// SPDX-License-Identifier: PolyForm-Noncommercial-1.0.0
// Copyright (c) 2025 Sylvex. All rights reserved.

//! Value normalization.
//!
//! Maps a native [`Variant`] onto the closed [`TypeTag`] enumeration and a
//! JSON payload. The mapping is total over `Variant`: every case either
//! yields exactly one tag or yields no payload at all.
//!
//! | Variant                 | Tag          | JSON payload              |
//! |-------------------------|--------------|---------------------------|
//! | `Boolean`               | `bool`       | `true` / `false`          |
//! | `SByte` .. `UInt64`     | `int8` .. `uint64` | number              |
//! | `Float`, `Double`       | `float`, `double`  | number (finite only) |
//! | `String`                | `string`     | string                    |
//! | `DateTime`              | `datetime`   | `YYYY-MM-DDThh:mm:ss.sssZ`|
//! | `StatusCode`            | `statuscode` | raw 32-bit number         |
//! | `Guid`, `ByteString`, `Array`, `Null` | none | none            |

use chrono::{DateTime, Utc};
use serde_json::{Number, Value};

use crate::event::{format_timestamp, parse_timestamp, TypeTag, ValueChangeEvent};
use crate::status::StatusCode;
use crate::value::Variant;

/// Identity of the monitored item a value belongs to.
#[derive(Debug, Clone, Copy, PartialEq, Eq)]
pub struct ItemContext<'a> {
    /// Owning server.
    pub server_id: i32,
    /// Namespace of the node.
    pub namespace_index: u16,
    /// Identifier of the node.
    pub identifier: &'a str,
}

impl<'a> ItemContext<'a> {
    /// Creates a new item context.
    #[inline]
    pub const fn new(server_id: i32, namespace_index: u16, identifier: &'a str) -> Self {
        Self {
            server_id,
            namespace_index,
            identifier,
        }
    }
}

/// Normalizes a native value into a value-change event.
///
/// Unrecognized values produce an event with neither `type` nor `value`;
/// callers must not forward such events.
pub fn normalize(value: &Variant, timestamp: DateTime<Utc>, ctx: ItemContext<'_>) -> ValueChangeEvent {
    let (type_tag, value) = match encode(value) {
        Some((tag, json)) => (Some(tag), Some(json)),
        None => (None, None),
    };

    ValueChangeEvent {
        server_id: ctx.server_id,
        namespace_index: ctx.namespace_index,
        identifier: ctx.identifier.to_string(),
        type_tag,
        value,
        timestamp: format_timestamp(&timestamp),
    }
}

/// Returns the tag a value normalizes to, if any.
pub fn classify(value: &Variant) -> Option<TypeTag> {
    match value {
        Variant::Boolean(_) => Some(TypeTag::Bool),
        Variant::SByte(_) => Some(TypeTag::Int8),
        Variant::Byte(_) => Some(TypeTag::UInt8),
        Variant::Int16(_) => Some(TypeTag::Int16),
        Variant::UInt16(_) => Some(TypeTag::UInt16),
        Variant::Int32(_) => Some(TypeTag::Int32),
        Variant::UInt32(_) => Some(TypeTag::UInt32),
        Variant::Int64(_) => Some(TypeTag::Int64),
        Variant::UInt64(_) => Some(TypeTag::UInt64),
        Variant::Float(_) => Some(TypeTag::Float),
        Variant::Double(_) => Some(TypeTag::Double),
        Variant::String(_) => Some(TypeTag::String),
        Variant::DateTime(_) => Some(TypeTag::DateTime),
        Variant::StatusCode(_) => Some(TypeTag::StatusCode),
        Variant::Guid(_)
        | Variant::ByteString(_)
        | Variant::Array(_)
        | Variant::Null => None,
    }
}

fn encode(value: &Variant) -> Option<(TypeTag, Value)> {
    let tag = classify(value)?;
    let json = match value {
        Variant::Boolean(v) => Value::Bool(*v),
        Variant::SByte(v) => Value::from(*v),
        Variant::Byte(v) => Value::from(*v),
        Variant::Int16(v) => Value::from(*v),
        Variant::UInt16(v) => Value::from(*v),
        Variant::Int32(v) => Value::from(*v),
        Variant::UInt32(v) => Value::from(*v),
        Variant::Int64(v) => Value::from(*v),
        Variant::UInt64(v) => Value::from(*v),
        Variant::Float(v) => float_payload(f64::from(*v)),
        Variant::Double(v) => float_payload(*v),
        Variant::String(v) => Value::String(v.clone()),
        Variant::DateTime(v) => Value::String(format_timestamp(v)),
        Variant::StatusCode(v) => Value::from(v.bits()),
        _ => return None,
    };
    Some((tag, json))
}

// JSON has no NaN or infinity; those travel as their text form.
fn float_payload(v: f64) -> Value {
    match Number::from_f64(v) {
        Some(n) => Value::Number(n),
        None => Value::String(v.to_string()),
    }
}

fn float_from_payload(value: &Value) -> Option<f64> {
    match value {
        Value::String(text) => text.parse::<f64>().ok().filter(|v| !v.is_finite()),
        other => other.as_f64(),
    }
}

/// Reconstructs the native value from a tag and its JSON payload.
///
/// Returns `None` if the payload does not fit the tag.
pub fn decode(tag: TypeTag, value: &Value) -> Option<Variant> {
    let variant = match tag {
        TypeTag::Bool => Variant::Boolean(value.as_bool()?),
        TypeTag::Int8 => Variant::SByte(i8::try_from(value.as_i64()?).ok()?),
        TypeTag::UInt8 => Variant::Byte(u8::try_from(value.as_u64()?).ok()?),
        TypeTag::Int16 => Variant::Int16(i16::try_from(value.as_i64()?).ok()?),
        TypeTag::UInt16 => Variant::UInt16(u16::try_from(value.as_u64()?).ok()?),
        TypeTag::Int32 => Variant::Int32(i32::try_from(value.as_i64()?).ok()?),
        TypeTag::UInt32 => Variant::UInt32(u32::try_from(value.as_u64()?).ok()?),
        TypeTag::Int64 => Variant::Int64(value.as_i64()?),
        TypeTag::UInt64 => Variant::UInt64(value.as_u64()?),
        TypeTag::Float => Variant::Float(float_from_payload(value)? as f32),
        TypeTag::Double => Variant::Double(float_from_payload(value)?),
        TypeTag::String => Variant::String(value.as_str()?.to_string()),
        TypeTag::DateTime => Variant::DateTime(parse_timestamp(value.as_str()?)?),
        TypeTag::StatusCode => {
            Variant::StatusCode(StatusCode::from_bits(u32::try_from(value.as_u64()?).ok()?))
        }
    };
    Some(variant)
}

// =============================================================================
// Tests
// =============================================================================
—————
▶ [DIRECTIONS] Everything in the records must be returned exactly.

▶ [REPLY]
// SPDX-License-Identifier: PolyForm-Noncommercial-1.0.0
// Copyright (c) 2025 Sylvex. All rights reserved.

//! Value normalization.
//!
//! Maps a native [`Variant`] onto the closed [`TypeTag`] enumeration and a
//! JSON payload. The mapping is total over `Variant`: every case either
//! yields exactly one tag or yields no payload at all.
//!
//! | Variant                 | Tag          | JSON payload              |
//! |-------------------------|--------------|---------------------------|
//! | `Boolean`               | `bool`       | `true` / `false`          |
//! | `SByte` .. `UInt64`     | `int8` .. `uint64` | number              |
//! | `Float`, `Double`       | `float`, `double`  | number (finite only) |
//! | `String`                | `string`     | string                    |
//! | `DateTime`              | `datetime`   | `YYYY-MM-DDThh:mm:ss.sssZ`|
//! | `StatusCode`            | `statuscode` | raw 32-bit number         |
//! | `Guid`, `ByteString`, `Array`, `Null` | none | none            |

use chrono::{DateTime, Utc};
use serde_json::{Number, Value};

use crate::event::{format_timestamp, parse_timestamp, TypeTag, ValueChangeEvent};
use crate::status::StatusCode;
use crate::value::Variant;

/// Identity of the monitored item a value belongs to.
#[derive(Debug, Clone, Copy, PartialEq, Eq)]
pub struct ItemContext<'a> {
    /// Owning server.
    pub server_id: i32,
    /// Namespace of the node.
    pub namespace_index: u16,
    /// Identifier of the node.
    pub identifier: &'a str,
}

impl<'a> ItemContext<'a> {
    /// Creates a new item context.
    #[inline]
    pub const fn new(server_id: i32, namespace_index: u16, identifier: &'a str) -> Self {
        Self {
            server_id,
            namespace_index,
            identifier,
        }
    }
}

/// Normalizes a native value into a value-change event.
///
/// Unrecognized values produce an event with neither `type` nor `value`;
/// callers must not forward such events.
pub fn normalize(value: &Variant, timestamp: DateTime<Utc>, ctx: ItemContext<'_>) -> ValueChangeEvent {
    let (type_tag, value) = match encode(value) {
        Some((tag, json)) => (Some(tag), Some(json)),
        None => (None, None),
    };

    ValueChangeEvent {
        server_id: ctx.server_id,
        namespace_index: ctx.namespace_index,
        identifier: ctx.identifier.to_string(),
        type_tag,
        value,
        timestamp: format_timestamp(&timestamp),
    }
}

/// Returns the tag a value normalizes to, if any.
pub fn classify(value: &Variant) -> Option<TypeTag> {
    match value {
        Variant::Boolean(_) => Some(TypeTag::Bool),
        Variant::SByte(_) => Some(TypeTag::Int8),
        Variant::Byte(_) => Some(TypeTag::UInt8),
        Variant::Int16(_) => Some(TypeTag::Int16),
        Variant::UInt16(_) => Some(TypeTag::UInt16),
        Variant::Int32(_) => Some(TypeTag::Int32),
        Variant::UInt32(_) => Some(TypeTag::UInt32),
        Variant::Int64(_) => Some(TypeTag::Int64),
        Variant::UInt64(_) => Some(TypeTag::UInt64),
        Variant::Float(_) => Some(TypeTag::Float),
        Variant::Double(_) => Some(TypeTag::Double),
        Variant::String(_) => Some(TypeTag::String),
        Variant::DateTime(_) => Some(TypeTag::DateTime),
        Variant::StatusCode(_) => Some(TypeTag::StatusCode),
        Variant::Guid(_)
        | Variant::ByteString(_)
        | Variant::Array(_)
        | Variant::Null => None,
    }
}

fn encode(value: &Variant) -> Option<(TypeTag, Value)> {
    let tag = classify(value)?;
    let json = match value {
        Variant::Boolean(v) => Value::Bool(*v),
        Variant::SByte(v) => Value::from(*v),
        Variant::Byte(v) => Value::from(*v),
        Variant::Int16(v) => Value::from(*v),
        Variant::UInt16(v) => Value::from(*v),
        Variant::Int32(v) => Value::from(*v),
        Variant::UInt32(v) => Value::from(*v),
        Variant::Int64(v) => Value::from(*v),
        Variant::UInt64(v) => Value::from(*v),
        Variant::Float(v) => float_payload(f64::from(*v)),
        Variant::Double(v) => float_payload(*v),
        Variant::String(v) => Value::String(v.clone()),
        Variant::DateTime(v) => Value::String(format_timestamp(v)),
        Variant::StatusCode(v) => Value::from(v.bits()),
        _ => return None,
    };
    Some((tag, json))
}

// JSON has no NaN or infinity; those travel as their text form.
fn float_payload(v: f64) -> Value {
    match Number::from_f64(v) {
        Some(n) => Value::Number(n),
        None => Value::String(v.to_string()),
    }
}

fn float_from_payload(value: &Value) -> Option<f64> {
    match value {
        Value::String(text) => text.parse::<f64>().ok().filter(|v| !v.is_finite()),
        other => other.as_f64(),
    }
}

/// Reconstructs the native value from a tag and its JSON payload.
///
/// Returns `None` if the payload does not fit the tag.
pub fn decode(tag: TypeTag, value: &Value) -> Option<Variant> {
    let variant = match tag {
        TypeTag::Bool => Variant::Boolean(value.as_bool()?),
        TypeTag::Int8 => Variant::SByte(i8::try_from(value.as_i64()?).ok()?),
        TypeTag::UInt8 => Variant::Byte(u8::try_from(value.as_u64()?).ok()?),
        TypeTag::Int16 => Variant::Int16(i16::try_from(value.as_i64()?).ok()?),
        TypeTag::UInt16 => Variant::UInt16(u16::try_from(value.as_u64()?).ok()?),
        TypeTag::Int32 => Variant::Int32(i32::try_from(value.as_i64()?).ok()?),
        TypeTag::UInt32 => Variant::UInt32(u32::try_from(value.as_u64()?).ok()?),
        TypeTag::Int64 => Variant::Int64(value.as_i64()?),
        TypeTag::UInt64 => Variant::UInt64(value.as_u64()?),
        TypeTag::Float => Variant::Float(float_from_payload(value)? as f32),
        TypeTag::Double => Variant::Double(float_from_payload(value)?),
        TypeTag::String => Variant::String(value.as_str()?.to_string()),
        TypeTag::DateTime => Variant::DateTime(parse_timestamp(value.as_str()?)?),
        TypeTag::StatusCode => {
            Variant::StatusCode(StatusCode::from_bits(u32::try_from(value.as_u64()?).ok()?))
        }
    };
    Some(variant)
}

// =============================================================================
// Tests
// =============================================================================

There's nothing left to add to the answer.